Hillary Smails, as in Judge Elihu Smails. Don’t go saying Murray or Dangerfield or, God forbid, Chevy Chase was the star of Caddyshack. They were all good, but Ted Knight so completely ruled.
Feel free to savor this terrific compilation reel of Smails highlights at your leisure. I started the clip at 1:30, where there are three straight scenes where Smails’ nervous little non-verbal chortles are just genius. “Ohh? Ho Ho. Ha Ha!” And of course at 2:38 comes the line that defines the character. “You’ll get nothing and like it!”
Now, cue up the all-but-certain Democratic nominee, SHOUTING something like Elihu’s catchphrase: that single payer “Will never, ever come to pass.” You can see her crew nodding their heads sagely. Tsk. Tsk. Those silly single-payer dreamers. “You’ll get nothing and like it!” is an applause line for her! Last week we learned that consultants working for the Super PACs backing Hillary Clinton are joining in the battle to defeat a single-payer proposition for the state of Colorado. So not only is it, “Single payer is never ever going to happen.” It’s “Single payer is never, ever going to happen, because my people are working to prevent it from happening.” One wonders how that would play as an applause line.

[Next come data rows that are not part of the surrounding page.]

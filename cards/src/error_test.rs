use super::*;

#[test]
fn from_status_keeps_response_text() {
    let err = ApiError::from_status(409, "Card id already exists\n");
    assert_eq!(err.to_string(), "Card id already exists");
    assert_eq!(err.status(), Some(409));
}

#[test]
fn from_status_falls_back_to_generic_message() {
    let err = ApiError::from_status(500, "   ");
    assert_eq!(err.to_string(), "Request failed with status 500");
}

#[test]
fn conflict_and_not_found_are_detected() {
    assert!(ApiError::from_status(409, "").is_conflict());
    assert!(!ApiError::from_status(409, "").is_not_found());
    assert!(ApiError::from_status(404, "").is_not_found());
    assert!(!ApiError::Transport("offline".to_owned()).is_conflict());
}

#[test]
fn transport_and_decode_have_no_status() {
    assert_eq!(ApiError::Transport("x".to_owned()).status(), None);
    assert_eq!(ApiError::Decode("x".to_owned()).status(), None);
}

#[test]
fn serde_errors_become_decode_errors() {
    let Err(err) = serde_json::from_str::<u32>("nope") else {
        panic!("expected parse failure");
    };
    assert!(matches!(ApiError::from(err), ApiError::Decode(_)));
}
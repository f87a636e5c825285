#![allow(clippy::float_cmp)]

use super::*;

fn named() -> Identity {
    Identity { user_id: "u1".to_owned(), user_name: Some("Sam".to_owned()) }
}

#[test]
fn first_note_lands_top_left() {
    assert_eq!(quick_note_position(0), (20.0, 15.0));
}

#[test]
fn notes_cascade_and_wrap() {
    assert_eq!(quick_note_position(1), (30.0, 30.0));
    assert_eq!(quick_note_position(7), (20.0, 45.0));
}

#[test]
fn quick_note_is_signed_and_escaped() {
    let message = quick_note("hi <3\nlove", &named(), None).expect("note");
    assert_eq!(message.content, "hi &lt;3<br>love");
    assert_eq!(message.author_name.as_deref(), Some("Sam"));
    assert_eq!(message.user_id.as_deref(), Some("u1"));
    assert_eq!((message.x, message.y), (20.0, 15.0));
}

#[test]
fn quick_note_skips_blank_text() {
    assert_eq!(quick_note("  \n", &named(), None), None);
}

#[test]
fn quick_note_cascades_past_existing_messages() {
    let mut card = Card::new("abc", None, None);
    let first = quick_note("one", &named(), Some(&card)).expect("note");
    card.messages.push(cards::Message {
        id: 1,
        content: first.content,
        author_name: first.author_name,
        user_id: first.user_id,
        x: first.x,
        y: first.y,
        rotation: 0.0,
        width: None,
        height: None,
        font_family: None,
    });
    let second = quick_note("two", &named(), Some(&card)).expect("note");
    assert_eq!((second.x, second.y), (30.0, 30.0));
}
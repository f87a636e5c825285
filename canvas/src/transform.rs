//! Pure geometry for drag, resize and rotate gestures.
//!
//! Every function takes the values captured at gesture start plus the
//! current pointer, so repeated moves never accumulate rounding drift.

#[cfg(test)]
#[path = "transform_test.rs"]
mod transform_test;

use crate::camera::{Point, Viewport};

/// New percent position after dragging by `delta` screen pixels.
#[must_use]
pub fn drag(orig: Point, delta: Point, viewport: &Viewport) -> Point {
    let shift = viewport.local_to_percent(delta);
    Point::new(orig.x + shift.x, orig.y + shift.y)
}

/// New width after dragging the resize handle horizontally by `dx` pixels.
#[must_use]
pub fn resize(orig_width: f64, dx: f64, min_width: f64) -> f64 {
    (orig_width + dx).max(min_width)
}

/// Angle of `p` around `center`, in degrees.
#[must_use]
pub fn angle_deg(center: Point, p: Point) -> f64 {
    (p.y - center.y).atan2(p.x - center.x).to_degrees()
}

/// New rotation after the pointer swept from `start` to `current` around
/// `center`.
#[must_use]
pub fn rotate(orig_rotation: f64, center: Point, start: Point, current: Point) -> f64 {
    orig_rotation + (angle_deg(center, current) - angle_deg(center, start))
}

/// Express `p` in the unrotated frame of an element centered at `center`.
#[must_use]
pub fn to_local_frame(p: Point, center: Point, rotation_deg: f64) -> Point {
    let (sin, cos) = (-rotation_deg.to_radians()).sin_cos();
    let d = p.sub(center);
    Point::new(d.x * cos - d.y * sin, d.x * sin + d.y * cos)
}

/// Inverse of [`to_local_frame`].
#[must_use]
pub fn from_local_frame(local: Point, center: Point, rotation_deg: f64) -> Point {
    let (sin, cos) = rotation_deg.to_radians().sin_cos();
    Point::new(
        center.x + local.x * cos - local.y * sin,
        center.y + local.x * sin + local.y * cos,
    )
}
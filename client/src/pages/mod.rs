//! Route-level page components.
//!
//! SYSTEM CONTEXT
//! ==============
//! Pages compose state and components for each route: creating a card, the
//! card dashboard, arranging items, drawing, customizing the wrapped
//! reveal, and the read-only card the recipient opens.

pub mod card_view;
pub mod dashboard;
pub mod home;
pub mod recipient;
pub mod wrapped_editor;
pub mod write;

Just as Judge Smails had a foil in Dangerfield’s crass interloper Al Czervik–utterer of the the film’s ultimate line,“Hey everybody, we’re all gonna get laid!”–so too does Hillary have a a foil in Senator Sanders, portrayed (widely and wrongly) in mainstream accounts as a naif promising everybody “free stuff.”
Even as the consensus says he has no path to victory, he continues to surge, filling stadiums, dominating primaries as he did Tuesday, winning every county in West Virginia. West Virginia! (I know. It’s become home to racists since Hillary won there in 2008, apparently, a state of affairs that can only be explained by Carl Diggler.)
My admiration for Bernie is neither absolute, nor unconditional. I don’t agree with him on all policy fronts. There’s the gun control thing, and the fact that he’s a little too accepting of the foreign policy consensus–drone bombing, extrajudicial assassination, and whatnot. But all in all, for a candidate that actually still has a (slim) chance to win the whole thing, I mean, my God. He has ideas, good ones, and speaks his mind. This is a once-in-a-generation politician.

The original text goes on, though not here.